━━━ EXCERPTED DATA ━━━
//! Route handlers.
//!
//! A handler is the last stage of the pipeline: it gets the request after
//! every middleware has run and produces the response. The router stores
//! handlers of different concrete types side by side as `Arc<dyn Handler>`.

use std::future::Future;
use std::sync::Arc;

use crate::middleware::BoxFuture;
use crate::request::Request;
use crate::response::IntoResponse;

/// Anything that can answer a routed request.
///
/// Async functions and closures of the shape
/// `Fn(Request) -> impl Future<Output = impl IntoResponse>` implement it
/// already. Implement it by hand for handlers that carry configuration.
pub trait Handler: Send + Sync + 'static {
    fn call(&self, req: Request) -> BoxFuture;
}

pub(crate) type SharedHandler = Arc<dyn Handler>;

impl<F, Fut, R> Handler for F
where
    F: Fn(Request) -> Fut + Send + Sync + 'static,
    Fut: Future<Output = R> + Send + 'static,
    R: IntoResponse + Send + 'static,
{
    fn call(&self, req: Request) -> BoxFuture {
        let fut = self(req);
        Box::pin(async move { fut.await.into_response() })
    }
}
━━━
Look through the entries for lines containing the word "IntoResponse" and return each one.

use crate::response::IntoResponse;
/// `Fn(Request) -> impl Future<Output = impl IntoResponse>` implement it
    R: IntoResponse + Send + 'static,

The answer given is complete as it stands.